Primary Key (PK): Uniquely identifies each row in a table.
Foreign Key (FK): Refers to the primary key in another table to maintain relationships.

What the heck is SQL?

SQL stands for Structured Query Language.

It’s declarative, meaning you tell the database what you want, and it figures out how to get it.

Three core categories of SQL commands:

DDL (Data Definition Language) → Create or modify database objects like tables(CREATE, ALTER).
DML (Data Manipulation Language) → Insert, update, or delete data.
DQL (Data Query Language) → Retrieve data with SELECT queries.

These form the foundation for both data exploration and advanced analytics tasks.
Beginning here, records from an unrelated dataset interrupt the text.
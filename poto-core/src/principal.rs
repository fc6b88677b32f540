//! Principals and the capability interface used to look them up.

use async_trait::async_trait;
use dashmap::DashMap;

/// Role tag carried by transient principals created on anonymous login.
pub const VISITOR_ROLE: &str = "visitor";

/// The authenticated identity performing a request.
///
/// Immutable after creation; the dispatcher shares one `Arc<Principal>`
/// across everything descended from a request.
#[derive(Debug, Clone)]
pub struct Principal {
    id: String,
    credential_hash: Option<String>,
    roles: Vec<String>,
}

impl Principal {
    pub fn new(id: impl Into<String>, roles: impl IntoIterator<Item = impl Into<String>>) -> Self {
        Self {
            id: id.into(),
            credential_hash: None,
            roles: roles.into_iter().map(Into::into).collect(),
        }
    }

    pub fn with_credential(
        id: impl Into<String>,
        credential_hash: impl Into<String>,
        roles: impl IntoIterator<Item = impl Into<String>>,
    ) -> Self {
        Self {
            id: id.into(),
            credential_hash: Some(credential_hash.into()),
            roles: roles.into_iter().map(Into::into).collect(),
        }
    }

    /// A transient visitor principal.
    pub fn visitor(id: impl Into<String>, credential_hash: impl Into<String>) -> Self {
        Self::with_credential(id, credential_hash, [VISITOR_ROLE])
    }

    pub fn id(&self) -> &str {
        &self.id
    }

    pub fn credential_hash(&self) -> Option<&str> {
        self.credential_hash.as_deref()
    }

    pub fn roles(&self) -> &[String] {
        &self.roles
    }

    pub fn has_role(&self, role: &str) -> bool {
        self.roles.iter().any(|r| r == role)
    }

    pub fn is_visitor(&self) -> bool {
        self.has_role(VISITOR_ROLE)
    }
}

/// Capability interface the core consumes for principal lookup and
/// registration. `add_principal` MUST be atomic: under concurrent calls
/// with the same identifier exactly one caller observes `true`.
#[async_trait]
pub trait PrincipalStore: Send + Sync + 'static {
    async fn find_principal(&self, user_id: &str) -> Option<Principal>;

    /// Insert a new principal. Returns `true` if it was newly inserted.
    async fn add_principal(&self, principal: Principal) -> bool;
}

/// In-memory principal store for tests and demos.
#[derive(Default)]
pub struct MemoryPrincipalStore {
    principals: DashMap<String, Principal>,
}

impl MemoryPrincipalStore {
    pub fn new() -> Self {
        Self::default()
    }

    pub fn len(&self) -> usize {
        self.principals.len()
    }

    pub fn is_empty(&self) -> bool {
        self.principals.is_empty()
    }
}

#[async_trait]
impl PrincipalStore for MemoryPrincipalStore {
    async fn find_principal(&self, user_id: &str) -> Option<Principal> {
        self.principals.get(user_id).map(|p| p.clone())
    }

    async fn add_principal(&self, principal: Principal) -> bool {
        match self.principals.entry(principal.id().to_string()) {
            dashmap::mapref::entry::Entry::Occupied(_) => false,
            dashmap::mapref::entry::Entry::Vacant(slot) => {
                slot.insert(principal);
                true
            }
        }
    }
}
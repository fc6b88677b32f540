//! The dispatcher-facing authenticator: bearer JWT → principal.

use std::sync::Arc;

use async_trait::async_trait;
use http::HeaderMap;
use poto_core::auth::{bearer_token, Authenticator};
use poto_core::principal::{Principal, PrincipalStore};
use tracing::debug;

use crate::token::TokenIssuer;

/// Verifies the `Authorization: Bearer <jwt>` header and resolves the
/// principal through the capability interface. Absent or invalid
/// credentials leave the request unauthenticated rather than failing it;
/// protected methods reject it downstream.
pub struct JwtAuthenticator {
    issuer: TokenIssuer,
    store: Arc<dyn PrincipalStore>,
}

impl JwtAuthenticator {
    pub fn new(issuer: TokenIssuer, store: Arc<dyn PrincipalStore>) -> Self {
        Self { issuer, store }
    }
}

#[async_trait]
impl Authenticator for JwtAuthenticator {
    async fn authenticate(&self, headers: &HeaderMap) -> Option<Arc<Principal>> {
        let token = bearer_token(headers)?;
        let claims = match self.issuer.verify(token) {
            Ok(claims) => claims,
            Err(e) => {
                debug!(error = %e, "bearer token rejected");
                return None;
            }
        };
        match self.store.find_principal(&claims.user_id).await {
            Some(principal) => Some(Arc::new(principal)),
            None => {
                debug!(user_id = %claims.user_id, "token names an unknown principal");
                None
            }
        }
    }
}

#[cfg(test)]
mod tests {
    use super::*;
    use http::header::AUTHORIZATION;
    use http::HeaderValue;
    use poto_core::principal::MemoryPrincipalStore;

    fn headers_with_token(token: &str) -> HeaderMap {
        let mut headers = HeaderMap::new();
        headers.insert(
            AUTHORIZATION,
            HeaderValue::from_str(&format!("Bearer {token}")).unwrap(),
        );
        headers
    }

    #[tokio::test]
    async fn valid_tokens_resolve_their_principal() {
        let store = Arc::new(MemoryPrincipalStore::new());
        store.add_principal(Principal::new("user-1", ["user"])).await;
        let issuer = TokenIssuer::new("secret");
        let auth = JwtAuthenticator::new(issuer.clone(), store);

        let token = issuer.issue("user-1").unwrap();
        let principal = auth.authenticate(&headers_with_token(&token)).await.unwrap();
        assert_eq!(principal.id(), "user-1");
    }

    #[tokio::test]
    async fn invalid_tokens_leave_the_request_unauthenticated() {
        let store = Arc::new(MemoryPrincipalStore::new());
        let auth = JwtAuthenticator::new(TokenIssuer::new("secret"), store.clone());

        assert!(auth.authenticate(&HeaderMap::new()).await.is_none());
        assert!(auth
            .authenticate(&headers_with_token("garbage"))
            .await
            .is_none());

        // A valid signature naming an unknown principal also fails closed.
        let issuer = TokenIssuer::new("secret");
        let token = issuer.issue("ghost").unwrap();
        assert!(auth.authenticate(&headers_with_token(&token)).await.is_none());
    }
}
//! Authentication seam between the dispatcher and the auth frontend.

use std::sync::Arc;

use async_trait::async_trait;
use http::header::AUTHORIZATION;
use http::HeaderMap;

use crate::principal::Principal;

/// Resolves the principal for an incoming request, or `None` when the
/// request carries no valid credential. Public methods still work without
/// a principal; protected methods fail with 401.
#[async_trait]
pub trait Authenticator: Send + Sync + 'static {
    async fn authenticate(&self, headers: &HeaderMap) -> Option<Arc<Principal>>;
}

/// Authenticator that never resolves a principal.
pub struct NoAuthenticator;

#[async_trait]
impl Authenticator for NoAuthenticator {
    async fn authenticate(&self, _headers: &HeaderMap) -> Option<Arc<Principal>> {
        None
    }
}

/// Extract the token from an `Authorization: Bearer <token>` header.
pub fn bearer_token(headers: &HeaderMap) -> Option<&str> {
    let value = headers.get(AUTHORIZATION)?.to_str().ok()?;
    let token = value.strip_prefix("Bearer ").or_else(|| value.strip_prefix("bearer "))?;
    let token = token.trim();
    if token.is_empty() {
        None
    } else {
        Some(token)
    }
}

#[cfg(test)]
mod tests {
    use super::*;
    use http::HeaderValue;

    #[test]
    fn bearer_token_extraction() {
        let mut headers = HeaderMap::new();
        assert_eq!(bearer_token(&headers), None);

        headers.insert(AUTHORIZATION, HeaderValue::from_static("Bearer abc.def.ghi"));
        assert_eq!(bearer_token(&headers), Some("abc.def.ghi"));

        headers.insert(AUTHORIZATION, HeaderValue::from_static("Basic dXNlcg=="));
        assert_eq!(bearer_token(&headers), None);

        headers.insert(AUTHORIZATION, HeaderValue::from_static("Bearer "));
        assert_eq!(bearer_token(&headers), None);
    }
}
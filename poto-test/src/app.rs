use axum::body::Body;
use axum::Router;
use bytes::Bytes;
use http::header::{AUTHORIZATION, CONTENT_TYPE};
use http::{HeaderMap, Method, Request, Response, StatusCode};
use http_body_util::BodyExt;
use tower::util::ServiceExt;

/// In-process HTTP test client wrapping an axum `Router`.
///
/// Uses `tower::ServiceExt::oneshot` to dispatch requests without binding
/// to a TCP port.
pub struct TestApp {
    router: Router,
}

impl TestApp {
    /// Create a `TestApp` from an assembled router.
    pub fn new(router: Router) -> Self {
        Self { router }
    }

    /// Send an arbitrary request and collect the full response body.
    pub async fn send(&self, request: Request<Body>) -> TestResponse {
        let response = self.send_raw(request).await;
        let status = response.status();
        let headers = response.headers().clone();
        let body = response
            .into_body()
            .collect()
            .await
            .expect("failed to read response body")
            .to_bytes();
        TestResponse {
            status,
            headers,
            body,
        }
    }

    /// Send a request and hand back the raw streaming response. Use this
    /// when a test needs to read a few body frames and then drop the
    /// stream to simulate client disconnect.
    pub async fn send_raw(&self, request: Request<Body>) -> Response<Body> {
        self.router
            .clone()
            .oneshot(request)
            .await
            .expect("failed to send request")
    }

    fn request(
        method: Method,
        path: &str,
        token: Option<&str>,
        body: Option<String>,
    ) -> Request<Body> {
        let mut builder = Request::builder().method(method).uri(path);
        if let Some(token) = token {
            builder = builder.header(AUTHORIZATION, format!("Bearer {token}"));
        }
        match body {
            Some(json) => builder
                .header(CONTENT_TYPE, "application/json")
                .body(Body::from(json))
                .expect("invalid test request"),
            None => builder.body(Body::empty()).expect("invalid test request"),
        }
    }

    pub async fn get(&self, path: &str) -> TestResponse {
        self.send(Self::request(Method::GET, path, None, None)).await
    }

    pub async fn get_authenticated(&self, path: &str, token: &str) -> TestResponse {
        self.send(Self::request(Method::GET, path, Some(token), None))
            .await
    }

    pub async fn post_json(&self, path: &str, body: &impl serde::Serialize) -> TestResponse {
        let json = serde_json::to_string(body).expect("unserializable test body");
        self.send(Self::request(Method::POST, path, None, Some(json)))
            .await
    }

    pub async fn post_json_authenticated(
        &self,
        path: &str,
        body: &impl serde::Serialize,
        token: &str,
    ) -> TestResponse {
        let json = serde_json::to_string(body).expect("unserializable test body");
        self.send(Self::request(Method::POST, path, Some(token), Some(json)))
            .await
    }

    /// POST with a raw (pre-encoded) body.
    pub async fn post_raw_authenticated(
        &self,
        path: &str,
        body: String,
        token: &str,
    ) -> TestResponse {
        self.send(Self::request(Method::POST, path, Some(token), Some(body)))
            .await
    }

    /// POST returning the raw streaming response.
    pub async fn post_stream_authenticated(
        &self,
        path: &str,
        body: &impl serde::Serialize,
        token: &str,
    ) -> Response<Body> {
        let json = serde_json::to_string(body).expect("unserializable test body");
        self.send_raw(Self::request(Method::POST, path, Some(token), Some(json)))
            .await
    }
}

/// A fully collected response.
pub struct TestResponse {
    pub status: StatusCode,
    pub headers: HeaderMap,
    pub body: Bytes,
}

impl TestResponse {
    pub fn text(&self) -> String {
        String::from_utf8_lossy(&self.body).into_owned()
    }

    pub fn json(&self) -> serde_json::Value {
        serde_json::from_slice(&self.body).expect("response body is not JSON")
    }

    pub fn content_type(&self) -> Option<&str> {
        self.headers
            .get(CONTENT_TYPE)
            .and_then(|v| v.to_str().ok())
    }

    /// Parse the body as server-sent-event frames.
    pub fn sse_frames(&self) -> Vec<crate::SseFrame> {
        crate::parse_sse_frames(&self.text())
    }
}
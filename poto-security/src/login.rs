//! Login endpoints: visitor registration and password login.

use std::sync::Arc;

use axum::body::Bytes;
use axum::extract::State;
use axum::response::{IntoResponse, Response};
use axum::routing::post;
use axum::{Json, Router};
use http::StatusCode;
use poto_core::principal::{Principal, PrincipalStore};
use serde::{Deserialize, Serialize};
use tracing::{info, warn};
use uuid::Uuid;

use crate::error::SecurityError;
use crate::password::{generate_password, hash_password, verify_password};
use crate::token::TokenIssuer;

const VISITOR_PASSWORD_LEN: usize = 24;
/// Retry bound for the visitor identifier collision loop. With UUIDv4
/// identifiers a second attempt is already unreachable in practice.
const VISITOR_CREATE_ATTEMPTS: usize = 8;

/// State for the login router.
#[derive(Clone)]
pub struct AuthState {
    issuer: TokenIssuer,
    store: Arc<dyn PrincipalStore>,
}

impl AuthState {
    pub fn new(issuer: TokenIssuer, store: Arc<dyn PrincipalStore>) -> Self {
        Self { issuer, store }
    }
}

/// Build the login router: `POST /login/visitor` and `POST /login`.
pub fn login_router(state: AuthState) -> Router {
    Router::new()
        .route("/login/visitor", post(visitor_login))
        .route("/login", post(login))
        .with_state(state)
}

#[derive(Debug, Deserialize)]
#[serde(rename_all = "camelCase")]
struct VisitorLoginRequest {
    visitor_id: Option<String>,
    visitor_password: Option<String>,
}

#[derive(Debug, Serialize)]
#[serde(rename_all = "camelCase")]
struct VisitorLoginResponse {
    user_id: String,
    token: String,
    #[serde(skip_serializing_if = "Option::is_none")]
    password: Option<String>,
}

#[derive(Debug, Deserialize)]
#[serde(rename_all = "camelCase")]
struct LoginRequest {
    user_id: String,
    password: String,
}

#[derive(Debug, Serialize)]
struct LoginResponse {
    token: String,
}

async fn visitor_login(State(state): State<AuthState>, body: Bytes) -> Response {
    let request: Option<VisitorLoginRequest> = if body.is_empty() {
        None
    } else {
        match serde_json::from_slice(&body) {
            Ok(req) => Some(req),
            Err(e) => {
                return (StatusCode::BAD_REQUEST, format!("Malformed login body: {e}"))
                    .into_response()
            }
        }
    };

    match request {
        Some(VisitorLoginRequest {
            visitor_id: Some(visitor_id),
            visitor_password: Some(visitor_password),
        }) => returning_visitor(&state, &visitor_id, &visitor_password).await,
        _ => fresh_visitor(&state).await,
    }
}

/// A returning visitor presents its identifier and password and receives
/// a fresh token.
async fn returning_visitor(state: &AuthState, visitor_id: &str, password: &str) -> Response {
    let Some(principal) = state.store.find_principal(visitor_id).await else {
        return SecurityError::UnknownPrincipal(visitor_id.to_string()).into_response();
    };
    let credentials_match = principal
        .credential_hash()
        .is_some_and(|hash| verify_password(password, hash));
    if !principal.is_visitor() || !credentials_match {
        return SecurityError::BadCredentials.into_response();
    }

    match state.issuer.issue(principal.id()) {
        Ok(token) => Json(VisitorLoginResponse {
            user_id: principal.id().to_string(),
            token,
            password: None,
        })
        .into_response(),
        Err(e) => e.into_response(),
    }
}

/// Create and register a fresh visitor principal. The insert goes through
/// the capability interface's atomic `add_principal`, so concurrent
/// anonymous logins each end up with a distinct registered identifier.
async fn fresh_visitor(state: &AuthState) -> Response {
    for _ in 0..VISITOR_CREATE_ATTEMPTS {
        let visitor_id = format!("visitor_{}", Uuid::new_v4().simple());
        let password = generate_password(VISITOR_PASSWORD_LEN);
        let hash = match hash_password(&password) {
            Ok(hash) => hash,
            Err(e) => return e.into_response(),
        };

        if !state
            .store
            .add_principal(Principal::visitor(&visitor_id, hash))
            .await
        {
            continue;
        }

        info!(visitor = %visitor_id, "registered fresh visitor principal");
        return match state.issuer.issue(&visitor_id) {
            Ok(token) => Json(VisitorLoginResponse {
                user_id: visitor_id,
                token,
                password: Some(password),
            })
            .into_response(),
            Err(e) => e.into_response(),
        };
    }

    warn!("exhausted visitor identifier attempts");
    (
        StatusCode::INTERNAL_SERVER_ERROR,
        "Could not allocate a visitor identifier",
    )
        .into_response()
}

async fn login(State(state): State<AuthState>, body: Bytes) -> Response {
    let request: LoginRequest = match serde_json::from_slice(&body) {
        Ok(req) => req,
        Err(e) => {
            return (StatusCode::BAD_REQUEST, format!("Malformed login body: {e}"))
                .into_response()
        }
    };

    let Some(principal) = state.store.find_principal(&request.user_id).await else {
        return SecurityError::UnknownPrincipal(request.user_id).into_response();
    };
    let credentials_match = principal
        .credential_hash()
        .is_some_and(|hash| verify_password(&request.password, hash));
    if !credentials_match {
        return SecurityError::BadCredentials.into_response();
    }

    match state.issuer.issue(principal.id()) {
        Ok(token) => Json(LoginResponse { token }).into_response(),
        Err(e) => e.into_response(),
    }
}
Writing Your First SQL Queries

Let’s look at some beginner-friendly SQL commands:

CREATE TABLE friends (
  id INTEGER,
  name TEXT,
  birthday DATE,
)
INSERT INTO friends (id, name, birthday) 
VALUES (1, 'Ororo Munroe', '1940-05-30');

SELECT * 
FROM friends;

UPDATE friends
SET name = 'Storm'
WHERE id = 1;

ALTER TABLE friends
ADD COLUMN email TEXT;

UPDATE friends
SET email = storm@codecademy.com
WHERE id = 1;

DELETE FROM friends
WHERE id = 1;

SELECT * 
FROM friends;

Ah, don't worry, I'm going to explain it all like you're five:

CREATE TABLE is a clause that tells SQL you want to create a new table.
friends is the name of the table.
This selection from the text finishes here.